28Dans les milieux laïques de la colonie gabonaise, la matérialité des objets fut de son côté présentée comme la manifestation circonstancielle d’une réalité intemporelle et universelle. Pour le nouvel esprit scientifique dominant depuis la fin du xviiie siècle, le monde physique fait référence à quelque chose de plus général et invisible, un ordre abstrait, mental et rationnel qui régule la nature et « les choses [61] ». Cet ethos scientiste envisage les réalisations des hommes et de leur travail comme résultant de lois aussi naturelles qu’abstraites. Le pont sur la rivière manifeste la prévisibilité d’une technique et l’application de la science de l’ingénierie. La chose des Blancs, leur pouvoir sur le monde et leur autorité politique, le « pourquoi ça marche », est, dans l’esprit des Blancs eux-mêmes, la puissance abstraite et rationalisée de la transcendance scientifique, ou de ce que les Européens appelèrent en colonie, sur le plan moral et politique, la « civilisation » et le « progrès ».

29Au Gabon, la colonisation aboutit donc à un ré-enchantement paradoxal du monde et du pouvoir. Non pas, comme l’interprétation classique et culturaliste le voudrait, parce que les indigènes superstitieux auraient interprété de manière mystique (et erronée) les manifestations de la puissance blanche, mais parce que cette puissance fut comprise et expliquée par les Blancs eux- mêmes comme un fétiche, une manifestation matérielle et incarnée qui révélait le pouvoir de lois désincarnées. Néanmoins, simultanément à ce procès de ré-enchantement, le pouvoir blanc attaqua les figures du fétiche. Aujourd’hui réduite à des symboles vides et à des images, à des manifestations visuelles dont on ne sait plus si elles peuvent recéler et réaliser la puissance des dieux, la figure du fétiche incarne une absence exprimant, plutôt que le stade ultime du pouvoir mystique, la possibilité d’une vacuité permanente, le soupçon d’une impuissance définitive de la chose qu’il invoque et évoque, mais ne réussit ni à manifester ni à réaliser. On passe ainsi au régime de l’incertitude symbolique.

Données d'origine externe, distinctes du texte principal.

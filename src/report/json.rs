//! JSON output for scripting and piping.

use serde::Serialize;

pub fn render<T: Serialize>(value: &T) -> String {
    serde_json::to_string_pretty(value).unwrap_or_else(|_| "{}".to_string())
}
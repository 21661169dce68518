use chrono::NaiveDate;
use serde_json::Value;

use super::dates::parse_flexible_date;
use super::numeric::{amount_or_zero, Amount};
use super::RowRecord;

/// Canonical alias lists for the column names seen across real registers.
/// Ordering matters: earlier aliases win when several columns qualify.
pub mod alias {
    pub const DATE: &[&str] = &[
        "date",
        "invoice_date",
        "bill_date",
        "transaction_date",
        "txn_date",
        "value_date",
        "purchase_date",
    ];
    pub const CUSTOMER: &[&str] = &[
        "customer_name",
        "customer",
        "client",
        "buyer",
        "party_name",
        "party",
    ];
    pub const VENDOR: &[&str] = &[
        "vendor_name",
        "vendor",
        "supplier_name",
        "supplier",
        "party_name",
        "party",
    ];
    pub const INVOICE_NO: &[&str] = &[
        "invoice_no",
        "invoice_number",
        "invoice",
        "bill_no",
        "voucher_no",
        "po_no",
        "purchase_order_no",
        "po",
    ];
    pub const REFERENCE: &[&str] = &[
        "reference_no",
        "reference",
        "ref_no",
        "transaction_id",
        "utr",
        "cheque_no",
    ];
    pub const GSTIN: &[&str] = &[
        "gstin",
        "vendor_gstin",
        "customer_gstin",
        "supplier_gstin",
        "gstin_uin",
        "gst_no",
        "gst_number",
    ];
    pub const TAXABLE_VALUE: &[&str] = &[
        "taxable_value",
        "taxable_amount",
        "taxable",
        "base_amount",
        "amount",
    ];
    pub const CGST: &[&str] = &["cgst_amount", "cgst"];
    pub const SGST: &[&str] = &["sgst_amount", "sgst"];
    pub const IGST: &[&str] = &["igst_amount", "igst"];
    pub const TAX: &[&str] = &["tax_amount", "gst", "tax", "vat"];
    pub const TOTAL: &[&str] = &[
        "total_amount",
        "invoice_amount",
        "invoice_value",
        "grand_total",
        "bill_amount",
        "total",
    ];
    pub const DEBIT: &[&str] = &["debit_amount", "debit", "withdrawal", "dr_amount", "dr"];
    pub const CREDIT: &[&str] = &["credit_amount", "credit", "deposit", "cr_amount", "cr"];
    pub const BALANCE: &[&str] = &["closing_balance", "running_balance", "balance"];
    pub const DESCRIPTION: &[&str] = &["description", "narration", "particulars", "details"];
    pub const ACCOUNT_NAME: &[&str] = &["account_name", "ledger_name", "account", "ledger"];
    pub const ACCOUNT_CODE: &[&str] = &["account_code", "ledger_code", "code"];
}

/// Normalize a header for comparison: lowercase, non-alphanumerics collapsed
/// to single underscores. "Tax (18%)" -> "tax_18", "Invoice#" -> "invoice".
pub fn normalize_header(header: &str) -> String {
    let mut out = String::with_capacity(header.len());
    for ch in header.chars() {
        if ch.is_alphanumeric() {
            for lower in ch.to_lowercase() {
                out.push(lower);
            }
        } else if !out.ends_with('_') && !out.is_empty() {
            out.push('_');
        }
    }
    while out.ends_with('_') {
        out.pop();
    }
    out
}

/// True when `token` appears in `header` bounded by underscores or the
/// string edges. Keeps short aliases like "dr" from matching "address".
fn contains_token(header: &str, token: &str) -> bool {
    let mut start = 0;
    while let Some(pos) = header[start..].find(token) {
        let begin = start + pos;
        let end = begin + token.len();
        let left_ok = begin == 0 || header.as_bytes()[begin - 1] == b'_';
        let right_ok = end == header.len() || header.as_bytes()[end] == b'_';
        if left_ok && right_ok {
            return true;
        }
        start = begin + token.len().max(1);
    }
    false
}

/// Resolve a field from a row given its alias list.
/// Exact normalized matches win; token-bounded containment is the fallback
/// that recovers headers like "Tax (18%)" or "Debit Amount (INR)".
pub fn resolve<'a>(row: &'a RowRecord, aliases: &[&str]) -> Option<&'a Value> {
    for alias in aliases {
        for (header, value) in row {
            if normalize_header(header) == *alias {
                return Some(value);
            }
        }
    }
    for alias in aliases {
        for (header, value) in row {
            if contains_token(&normalize_header(header), alias) {
                return Some(value);
            }
        }
    }
    None
}

fn value_to_string(value: &Value) -> Option<String> {
    match value {
        Value::String(s) => {
            let trimmed = s.trim();
            if trimmed.is_empty() {
                None
            } else {
                Some(trimmed.to_string())
            }
        }
        Value::Number(n) => Some(n.to_string()),
        Value::Bool(b) => Some(b.to_string()),
        Value::Null | Value::Array(_) | Value::Object(_) => None,
    }
}

/// Extract a string field, trimmed; None when absent or blank.
pub fn field_str(row: &RowRecord, aliases: &[&str]) -> Option<String> {
    resolve(row, aliases).and_then(value_to_string)
}

/// Extract an amount field; absent or malformed cells count as zero.
pub fn field_amount(row: &RowRecord, aliases: &[&str]) -> Amount {
    match resolve(row, aliases) {
        Some(Value::Number(n)) => n.as_f64().unwrap_or(0.0),
        Some(Value::String(s)) => amount_or_zero(s),
        _ => 0.0,
    }
}

/// Extract a date field; None when absent or unparseable.
pub fn field_date(row: &RowRecord, aliases: &[&str]) -> Option<NaiveDate> {
    field_str(row, aliases).and_then(|s| parse_flexible_date(&s))
}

Le secret et ses doubles : la transfiguration du fétiche

« Même quand le Blanc part, un signe reste [62]. »

30La séquence finale du mythe sur la présence-absence de Murhumi illustre la transition historique vers ce nouveau régime de représentation et de localisation du pouvoir. Dans les années 1960, la femme d’un résident français de Mouila, Mme Tailleur, aperçoit un jour la Sirène sur le pont grâce à des jumelles. Elle alerte alors son mari, M. Tailleur, qui se saisit de son appareil photo et immortalise Murhumi sous forme d’image photographique. Les deux Européens prêtent le cliché à un artiste gabonais local, Pierre Mzengui, qui sculpte d’après le modèle une statue en bois de la Sirène, objet des convoitises municipales et politiciennes observées en 2002 et 2007 [63]. La statue représente la Sirène de face, dévoilant son mystère. Selon les informateurs, M. et Mme Tailleur ne subissent aucune des conséquences subies par les infortunés Tsamba et Magotsi. Ils survivent et repartent du Gabon sans encombre en emportant la photo de Murhumi [64].

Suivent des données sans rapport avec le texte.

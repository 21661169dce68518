use anyhow::{Context, Result};
use chrono::{DateTime, NaiveDate, Utc};
use sqlx::{Row, SqlitePool};
use uuid::Uuid;

use crate::domain::{
    Document, DocumentId, DocumentStatus, DocumentType, ExtractedData, JournalEntry, TenantId,
};

use super::MIGRATION_001_INITIAL;

/// Repository for persisting and querying documents and journal entries.
pub struct Repository {
    pool: SqlitePool,
}

impl Repository {
    /// Create a new repository with the given SQLite connection pool.
    pub fn new(pool: SqlitePool) -> Self {
        Self { pool }
    }

    /// Connect to a SQLite database at the given path.
    /// Creates the database file if it doesn't exist.
    pub async fn connect(database_url: &str) -> Result<Self> {
        let pool = SqlitePool::connect(database_url)
            .await
            .context("Failed to connect to database")?;
        Ok(Self::new(pool))
    }

    /// Run database migrations.
    pub async fn migrate(&self) -> Result<()> {
        sqlx::raw_sql(MIGRATION_001_INITIAL)
            .execute(&self.pool)
            .await
            .context("Failed to run migration 001")?;
        Ok(())
    }

    /// Initialize a new database (connect + migrate).
    pub async fn init(database_url: &str) -> Result<Self> {
        let repo = Self::connect(database_url).await?;
        repo.migrate().await?;
        Ok(repo)
    }

    // ========================
    // Document operations
    // ========================

    /// Save a new document to the database.
    pub async fn save_document(&self, document: &Document) -> Result<()> {
        let metadata_json = serde_json::to_string(&document.metadata)?;
        let extracted_json = document
            .extracted_data
            .as_ref()
            .map(serde_json::to_string)
            .transpose()?;

        sqlx::query(
            r#"
            INSERT INTO documents (id, tenant_id, file_name, original_name, document_type, status, period, metadata, extracted_data, created_at, updated_at)
            VALUES (?, ?, ?, ?, ?, ?, ?, ?, ?, ?, ?)
            "#,
        )
        .bind(document.id.to_string())
        .bind(document.tenant_id.to_string())
        .bind(&document.file_name)
        .bind(&document.original_name)
        .bind(document.document_type.as_str())
        .bind(document.status.as_str())
        .bind(&document.period)
        .bind(&metadata_json)
        .bind(&extracted_json)
        .bind(document.created_at.to_rfc3339())
        .bind(document.updated_at.to_rfc3339())
        .execute(&self.pool)
        .await
        .context("Failed to save document")?;
        Ok(())
    }

    /// Get a document by ID, scoped to the tenant.
    pub async fn get_document(
        &self,
        tenant_id: TenantId,
        id: DocumentId,
    ) -> Result<Option<Document>> {
        let row = sqlx::query(
            r#"
            SELECT id, tenant_id, file_name, original_name, document_type, status, period, metadata, extracted_data, created_at, updated_at
            FROM documents
            WHERE id = ? AND tenant_id = ?
            "#,
        )
        .bind(id.to_string())
        .bind(tenant_id.to_string())
        .fetch_optional(&self.pool)
        .await
        .context("Failed to fetch document")?;

        match row {
            Some(row) => Ok(Some(Self::row_to_document(&row)?)),
            None => Ok(None),
        }
    }

    /// List documents with optional filters, newest first.
    pub async fn list_documents_filtered(
        &self,
        tenant_id: TenantId,
        document_type: Option<DocumentType>,
        period: Option<&str>,
        status: Option<DocumentStatus>,
        limit: Option<usize>,
    ) -> Result<Vec<Document>> {
        // Build query dynamically based on filters
        let mut query = String::from(
            "SELECT id, tenant_id, file_name, original_name, document_type, status, period, metadata, extracted_data, created_at, updated_at FROM documents WHERE tenant_id = ?"
        );

        if document_type.is_some() {
            query.push_str(" AND document_type = ?");
        }
        if period.is_some() {
            query.push_str(" AND period = ?");
        }
        if status.is_some() {
            query.push_str(" AND status = ?");
        }

        query.push_str(" ORDER BY created_at DESC");

        if let Some(lim) = limit {
            query.push_str(&format!(" LIMIT {}", lim));
        }

        let mut sql_query = sqlx::query(&query).bind(tenant_id.to_string());

        if let Some(dt) = document_type {
            sql_query = sql_query.bind(dt.as_str());
        }
        if let Some(p) = period {
            sql_query = sql_query.bind(p);
        }
        if let Some(st) = status {
            sql_query = sql_query.bind(st.as_str());
        }

        let rows = sql_query
            .fetch_all(&self.pool)
            .await
            .context("Failed to list documents")?;

        rows.iter().map(Self::row_to_document).collect()
    }

    /// Update a document's processing status.
    pub async fn update_document_status(
        &self,
        tenant_id: TenantId,
        id: DocumentId,
        status: DocumentStatus,
    ) -> Result<()> {
        sqlx::query("UPDATE documents SET status = ?, updated_at = ? WHERE id = ? AND tenant_id = ?")
            .bind(status.as_str())
            .bind(Utc::now().to_rfc3339())
            .bind(id.to_string())
            .bind(tenant_id.to_string())
            .execute(&self.pool)
            .await
            .context("Failed to update document status")?;
        Ok(())
    }

    /// Delete a document.
    pub async fn delete_document(&self, tenant_id: TenantId, id: DocumentId) -> Result<()> {
        sqlx::query("DELETE FROM documents WHERE id = ? AND tenant_id = ?")
            .bind(id.to_string())
            .bind(tenant_id.to_string())
            .execute(&self.pool)
            .await
            .context("Failed to delete document")?;
        Ok(())
    }

    /// Count documents for a tenant: (total, failed).
    pub async fn count_documents(&self, tenant_id: TenantId) -> Result<(i64, i64)> {
        let row = sqlx::query(
            r#"
            SELECT
                COUNT(*) as total,
                COALESCE(SUM(CASE WHEN status = 'failed' THEN 1 ELSE 0 END), 0) as failed
            FROM documents
            WHERE tenant_id = ?
            "#,
        )
        .bind(tenant_id.to_string())
        .fetch_one(&self.pool)
        .await
        .context("Failed to count documents")?;

        Ok((row.get("total"), row.get("failed")))
    }

    fn row_to_document(row: &sqlx::sqlite::SqliteRow) -> Result<Document> {
        let id_str: String = row.get("id");
        let tenant_str: String = row.get("tenant_id");
        let type_str: String = row.get("document_type");
        let status_str: String = row.get("status");
        let metadata_json: String = row.get("metadata");
        let extracted_json: Option<String> = row.get("extracted_data");
        let created_at_str: String = row.get("created_at");
        let updated_at_str: String = row.get("updated_at");

        let extracted_data: Option<ExtractedData> = extracted_json
            .map(|json| serde_json::from_str(&json))
            .transpose()
            .context("Invalid extracted_data JSON")?;

        Ok(Document {
            id: Uuid::parse_str(&id_str).context("Invalid document ID")?,
            tenant_id: Uuid::parse_str(&tenant_str).context("Invalid tenant ID")?,
            file_name: row.get("file_name"),
            original_name: row.get("original_name"),
            document_type: DocumentType::from_str(&type_str)
                .ok_or_else(|| anyhow::anyhow!("Invalid document type: {}", type_str))?,
            status: DocumentStatus::from_str(&status_str)
                .ok_or_else(|| anyhow::anyhow!("Invalid document status: {}", status_str))?,
            period: row.get("period"),
            metadata: serde_json::from_str(&metadata_json).unwrap_or_default(),
            extracted_data,
            created_at: DateTime::parse_from_rfc3339(&created_at_str)
                .context("Invalid created_at timestamp")?
                .with_timezone(&Utc),
            updated_at: DateTime::parse_from_rfc3339(&updated_at_str)
                .context("Invalid updated_at timestamp")?
                .with_timezone(&Utc),
        })
    }

    // ========================
    // Journal entry operations
    // ========================

    /// Save a new journal entry to the database.
    pub async fn save_journal_entry(&self, entry: &JournalEntry) -> Result<()> {
        sqlx::query(
            r#"
            INSERT INTO journal_entries (id, tenant_id, account_name, account_code, debit_amount, credit_amount, entry_date, description, created_at)
            VALUES (?, ?, ?, ?, ?, ?, ?, ?, ?)
            "#,
        )
        .bind(entry.id.to_string())
        .bind(entry.tenant_id.to_string())
        .bind(&entry.account_name)
        .bind(&entry.account_code)
        .bind(entry.debit_amount)
        .bind(entry.credit_amount)
        .bind(entry.entry_date.format("%Y-%m-%d").to_string())
        .bind(&entry.description)
        .bind(entry.created_at.to_rfc3339())
        .execute(&self.pool)
        .await
        .context("Failed to save journal entry")?;
        Ok(())
    }

    /// List journal entries within an optional date range, ordered by date.
    pub async fn list_journal_entries(
        &self,
        tenant_id: TenantId,
        from_date: Option<NaiveDate>,
        to_date: Option<NaiveDate>,
    ) -> Result<Vec<JournalEntry>> {
        let mut query = String::from(
            "SELECT id, tenant_id, account_name, account_code, debit_amount, credit_amount, entry_date, description, created_at FROM journal_entries WHERE tenant_id = ?"
        );

        let from_str = from_date.map(|d| d.format("%Y-%m-%d").to_string());
        let to_str = to_date.map(|d| d.format("%Y-%m-%d").to_string());

        if from_str.is_some() {
            query.push_str(" AND entry_date >= ?");
        }
        if to_str.is_some() {
            query.push_str(" AND entry_date <= ?");
        }

        query.push_str(" ORDER BY entry_date, created_at");

        let mut sql_query = sqlx::query(&query).bind(tenant_id.to_string());

        if let Some(ref from) = from_str {
            sql_query = sql_query.bind(from);
        }
        if let Some(ref to) = to_str {
            sql_query = sql_query.bind(to);
        }

        let rows = sql_query
            .fetch_all(&self.pool)
            .await
            .context("Failed to list journal entries")?;

        rows.iter().map(Self::row_to_journal_entry).collect()
    }

    fn row_to_journal_entry(row: &sqlx::sqlite::SqliteRow) -> Result<JournalEntry> {
        let id_str: String = row.get("id");
        let tenant_str: String = row.get("tenant_id");
        let entry_date_str: String = row.get("entry_date");
        let created_at_str: String = row.get("created_at");

        Ok(JournalEntry {
            id: Uuid::parse_str(&id_str).context("Invalid journal entry ID")?,
            tenant_id: Uuid::parse_str(&tenant_str).context("Invalid tenant ID")?,
            account_name: row.get("account_name"),
            account_code: row.get("account_code"),
            debit_amount: row.get("debit_amount"),
            credit_amount: row.get("credit_amount"),
            entry_date: NaiveDate::parse_from_str(&entry_date_str, "%Y-%m-%d")
                .context("Invalid entry_date")?,
            description: row.get("description"),
            created_at: DateTime::parse_from_rfc3339(&created_at_str)
                .context("Invalid created_at timestamp")?
                .with_timezone(&Utc),
        })
    }
}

31Le mythe positionne d’abord les Blancs comme les nouveaux ancêtres ou génies de Mouila, à l’issue d’un triple larcin : les Tailleur objectifient l’image de Murhumi, détruisant son pouvoir comme les Blancs ont volé les fétiches des hommes forts du Gabon ; ils remplacent les nganga ; enfin, ils usurpent la place de Murhumi dans l’échange ancestral [65]. En effet, les Blancs ne succèdent pas seulement aux nganga comme spécialistes rituels intercédant auprès du dieu pour obtenir les outils, ils sont devenus le dieu lui-même puisqu’ils possèdent déjà les objets matériels (jumelles et appareil photo) qui vident Murhumi, grâce à l’exposition photographique, de son secret et de sa puissance.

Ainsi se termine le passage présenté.